(Items from a data source)
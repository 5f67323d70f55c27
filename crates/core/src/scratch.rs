//! Per-thread scratch slot for by-value getter results
//!
//! A computed property whose getter returns by value has no stable address.
//! When the erased read path needs one, the value is parked here. The slot
//! holds a single value per thread: parking a second value drops the first,
//! so a pointer obtained from an earlier park is dangling afterwards.

use std::any::Any;
use std::cell::RefCell;

thread_local! {
    static SLOT: RefCell<Option<Box<dyn Any>>> = const { RefCell::new(None) };
}

/// Park `value` in this thread's slot and return its address
///
/// The previous occupant is dropped only after the new value is in place,
/// so a getter that reads the previous occupant through a pointer (nested
/// traversal) completes before it is released.
pub(crate) fn park<V: 'static>(value: V) -> *const u8 {
    let boxed: Box<dyn Any> = Box::new(value);
    let ptr = boxed
        .downcast_ref::<V>()
        .map(|v| v as *const V as *const u8)
        .unwrap_or(std::ptr::null());
    let previous = SLOT.with(|slot| slot.borrow_mut().replace(boxed));
    drop(previous);
    ptr
}

/// Drop whatever is parked on this thread
pub fn clear() {
    let previous = SLOT.with(|slot| slot.borrow_mut().take());
    drop(previous);
}

/// Whether this thread currently holds a parked value
pub fn is_occupied() -> bool {
    SLOT.with(|slot| slot.borrow().is_some())
}

#[cfg(test)]
mod tests {
    use super::*;

    #[test]
    fn test_park_returns_stable_address() {
        let ptr = park(String::from("first"));
        assert!(is_occupied());
        assert_eq!(unsafe { &*(ptr as *const String) }, "first");
        clear();
        assert!(!is_occupied());
    }

    #[test]
    fn test_second_park_replaces_first() {
        let _first = park(1u64);
        let second = park(2u64);
        assert_eq!(unsafe { *(second as *const u64) }, 2);
        clear();
    }

    #[test]
    fn test_slot_is_thread_local() {
        let _ptr = park(5i32);
        let other = std::thread::spawn(is_occupied).join().unwrap();
        assert!(!other);
        assert!(is_occupied());
        clear();
    }
}
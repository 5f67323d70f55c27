//! Mirror Proc Macros
//!
//! This crate provides derive macros for the mirror reflection registry:
//!
//! - `#[derive(Reflect)]` - Register a struct's fields, bases and methods
//! - `#[derive(ReflectEnum)]` - Expose an enum's names and values
//!
//! # Reflect Example
//!
//! ```ignore
//! use mirror_core::Reflect;
//!
//! #[derive(Default, Reflect)]
//! #[mirror(default, methods(meow))]
//! pub struct Cat {
//!     #[mirror(base)]
//!     pet: Pet,
//!
//!     #[mirror(text = "remaining lives", readonly)]
//!     lives: u32,
//!
//!     #[mirror(skip)]
//!     cache: Vec<u8>,
//! }
//!
//! impl Cat {
//!     fn meow(&self) -> String {
//!         "meow".into()
//!     }
//! }
//! ```
//!
//! # ReflectEnum Example
//!
//! ```ignore
//! use mirror_core::ReflectEnum;
//!
//! #[derive(ReflectEnum)]
//! pub enum Letter {
//!     A,
//!     B = 5,
//!     C,
//! }
//!
//! // Letter::C reflects as ("C", 6)
//! ```
//!
//! # Attributes
//!
//! ## Struct Attributes (Reflect)
//!
//! - `#[mirror(name = "Name")]` - Registered class name (default: the struct name).
//! - `#[mirror(default)]` - Register a default constructor (needs `Default`).
//! - `#[mirror(reflected)]` - Also allow construction behind `Reflected`.
//! - `#[mirror(methods(a, b))]` - Register `Self::a` and `Self::b` as methods.
//! - `#[mirror(computed(name = "n", ty = "T", getter = "Self::f", setter = "Self::g"))]` -
//!   Property backed by accessor functions; also takes `getter_ref`, `mover`,
//!   `text` and `no_clone`.
//!
//! ## Field Attributes (Reflect)
//!
//! - `#[mirror(base)]` - Field embeds a reflected base class.
//! - `#[mirror(skip)]` - Field is not reflected.
//! - `#[mirror(rename = "n")]` - Property name (default: the field name).
//! - `#[mirror(text = "..")]` - Free-form metadata.
//! - `#[mirror(readonly)]` - No write accessors.
//! - `#[mirror(nested)]` - Register the field's type along with the struct, so
//!   dotted paths can walk into it. A property only has a nested class once
//!   its type is registered. Without this flag a path such as `"inner.value"`
//!   fails with `PathNotFound` until something else registers the field's
//!   type, even when that type derives `Reflect`.
//! - `#[mirror(enumeration)]` - Register the field's enum type and attach its
//!   name/value table to the property.
//! - `#[mirror(no_clone)]` - Field type is move-only.
//! - `#[mirror(getter = "..", setter = "..", mover = "..")]` - Replace field access.
//!
//! ## Variant Attributes (ReflectEnum)
//!
//! - `#[mirror(rename = "n")]` - Enumerator name (default: the variant name).

mod parse;
mod reflect;
mod reflect_enum;

use proc_macro::TokenStream;
use syn::{parse_macro_input, DeriveInput};

/// Derive macro registering a struct as a reflected class
///
/// # Generated Code
///
/// An `impl mirror_core::Reflect` whose `register` declares, in order:
///
/// - every `base` field through `ClassBuilder::base`
/// - `nested` and `enumeration` field types
/// - one property per remaining field, then each `computed` entry
/// - each listed method
/// - constructors requested with `default` or `reflected`
#[proc_macro_derive(Reflect, attributes(mirror))]
pub fn derive_reflect(input: TokenStream) -> TokenStream {
    let input = parse_macro_input!(input as DeriveInput);
    reflect::derive_reflect(input).into()
}

/// Derive macro for fieldless enums
///
/// Generates the declaration text, the names, which enumerators carry an
/// explicit discriminant, and conversions to and from `i64`.
#[proc_macro_derive(ReflectEnum, attributes(mirror))]
pub fn derive_reflect_enum(input: TokenStream) -> TokenStream {
    let input = parse_macro_input!(input as DeriveInput);
    reflect_enum::derive_reflect_enum(input).into()
}
//! Pipeline request and response shapes.

use serde::{Deserialize, Serialize};
use teampulse_core::{Error, Result};
use teampulse_feedback::{AggregateSummary, TimeSeries, WindowSpec};
use teampulse_summarize::{ImprovementArea, PositiveFeedback};

/// Incoming feedback summary request.
#[derive(Debug, Clone, Default, Serialize, Deserialize)]
pub struct FeedbackRequest {
    #[serde(default, rename = "employeeRef", alias = "employeeId")]
    pub employee_ref: Option<String>,
    #[serde(default, rename = "windowMode", alias = "timeFrame")]
    pub window_mode: Option<String>,
    /// ISO-8601 date or instant for daily/monthly/specific windows.
    #[serde(default)]
    pub date: Option<String>,
    /// `yyyy-MM-dd` lower bound for range windows.
    #[serde(default, rename = "startDate")]
    pub start_date: Option<String>,
    /// `yyyy-MM-dd` upper bound for range windows.
    #[serde(default, rename = "endDate")]
    pub end_date: Option<String>,
}

impl FeedbackRequest {
    /// Check the identifying input and the window before any I/O happens.
    pub fn validate(&self) -> Result<(String, WindowSpec)> {
        let employee = self
            .employee_ref
            .as_deref()
            .map(str::trim)
            .filter(|e| !e.is_empty())
            .ok_or_else(|| Error::InvalidArgument("An employee reference is required.".into()))?;

        let spec = WindowSpec::from_parts(
            self.window_mode.as_deref(),
            self.date.as_deref(),
            self.start_date.as_deref(),
            self.end_date.as_deref(),
        )?;

        Ok((employee.to_string(), spec))
    }
}

/// Feedback summary response. Always this exact shape.
///
/// At most one of `graph_data` / `graph_timeseries` is set; both are null
/// when there was nothing to aggregate.
#[derive(Debug, Clone, Default, PartialEq, Serialize, Deserialize)]
pub struct FeedbackResponse {
    #[serde(rename = "positiveFeedback")]
    pub positive_feedback: Vec<PositiveFeedback>,
    #[serde(rename = "improvementAreas")]
    pub improvement_areas: Vec<ImprovementArea>,
    #[serde(rename = "totalFeedbacks")]
    pub total_feedbacks: usize,
    #[serde(rename = "graphData")]
    pub graph_data: Option<AggregateSummary>,
    #[serde(rename = "graphTimeseries")]
    pub graph_timeseries: Option<TimeSeries>,
}

impl FeedbackResponse {
    /// The "no data" shape: empty sheet or nothing in the window.
    pub fn empty() -> Self {
        Self::default()
    }
}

== PROBLEM TO WORK ON ==
Look above for the line containing "as *const u64)" and the line containing "let other = std::thread::spawn(is_occupied).join().unwrap();". Transcribe both, with the lines between them, exactly.

== SOLUTION FOR THIS TASK ==
        assert_eq!(unsafe { *(second as *const u64) }, 2);
        clear();
    }

    #[test]
    fn test_slot_is_thread_local() {
        let _ptr = park(5i32);
        let other = std::thread::spawn(is_occupied).join().unwrap();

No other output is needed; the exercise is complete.